*** Opening Records shown ***

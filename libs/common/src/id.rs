use ulid::Ulid;

/// Generates a new ULID-based ID with the given prefix.
///
/// # Examples
/// ```
/// let id = fika_common::id::prefixed_ulid("conn");
/// assert!(id.starts_with("conn_"));
/// ```
pub fn prefixed_ulid(prefix: &str) -> String {
    format!("{}_{}", prefix, Ulid::new().to_string())
}

/// Well-known ID prefixes.
pub mod prefix {
    pub const USER: &str = "usr";
    pub const CONNECTION: &str = "conn";
    pub const CHAT: &str = "chat";
    pub const COMMUNITY: &str = "com";
    pub const CALL: &str = "call";
    pub const ATTACHMENT: &str = "att";
}
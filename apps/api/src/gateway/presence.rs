//! Presence: who is online, and telling everyone when that changes.
//!
//! Presence is purely a function of registry occupancy. There are no grace
//! periods and no idle states; a user is online while they have at least
//! one connection. Every admit and every remove rebroadcasts the full
//! online list to every connection, so clients replace state instead of
//! patching it and missed updates self-heal on the next change.

use std::sync::Arc;

use chrono::Utc;
use parking_lot::Mutex;
use serde_json::json;

use crate::store::chat::ChatStore;

use super::events::EventName;
use super::registry::ConnectionRegistry;

pub struct PresencePublisher {
    registry: Arc<ConnectionRegistry>,
    store: Arc<dyn ChatStore>,
    // Snapshots are taken and queued under this lock, so a stale list can
    // never land after a newer one in any subscriber's queue.
    publish_lock: Mutex<()>,
}

impl PresencePublisher {
    pub fn new(registry: Arc<ConnectionRegistry>, store: Arc<dyn ChatStore>) -> Self {
        Self {
            registry,
            store,
            publish_lock: Mutex::new(()),
        }
    }

    /// Broadcasts the current online list to every connection.
    pub fn publish_online_status(&self) {
        let _guard = self.publish_lock.lock();
        let online = self.registry.online_users();
        let data = json!({ "online": online });
        for handle in self.registry.all_connections() {
            handle.send(EventName::ONLINE_STATUS, data.clone());
        }
    }

    pub fn connection_admitted(&self, user_id: &str, first_for_user: bool) {
        if first_for_user {
            tracing::info!(%user_id, "user online");
        }
        self.publish_online_status();
    }

    /// Rebroadcasts after a removal, and records last-active once the
    /// user's final connection is gone. The timestamp write is best
    /// effort; presence must not depend on the store being reachable.
    pub async fn connection_removed(&self, user_id: &str, last_for_user: bool) {
        self.publish_online_status();
        if last_for_user {
            tracing::info!(%user_id, "user offline");
            if let Err(err) = self.store.record_last_active(user_id, Utc::now()).await {
                tracing::warn!(%user_id, %err, "failed to record last-active");
            }
        }
    }

    pub fn online_users(&self) -> Vec<String> {
        self.registry.online_users()
    }
}
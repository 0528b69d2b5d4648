use chrono::{DateTime, Utc};
use serde::{Deserialize, Serialize};

use super::message::MessageStatus;
use super::room::RoomKind;

/// Record of one user acknowledging one message.
#[derive(Debug, Clone, Serialize, Deserialize)]
pub struct ReadReceipt {
    pub message_id: i64,
    pub room_id: String,
    pub room_kind: RoomKind,
    pub reader_id: String,
    pub status: MessageStatus,
    pub read_at: DateTime<Utc>,
}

*** Closing Records shown ***

• [What is expected] Take the entries above and copy them exactly from the first line through the line with "pub const COMMUNITY: &str"; leave out every line after it.

• [Answer for the task]
filename libs/common/src/id.rs
use ulid::Ulid;

/// Generates a new ULID-based ID with the given prefix.
///
/// # Examples
/// ```
/// let id = fika_common::id::prefixed_ulid("conn");
/// assert!(id.starts_with("conn_"));
/// ```
pub fn prefixed_ulid(prefix: &str) -> String {
    format!("{}_{}", prefix, Ulid::new().to_string())
}

/// Well-known ID prefixes.
pub mod prefix {
    pub const USER: &str = "usr";
    pub const CONNECTION: &str = "conn";
    pub const CHAT: &str = "chat";
    pub const COMMUNITY: &str = "com";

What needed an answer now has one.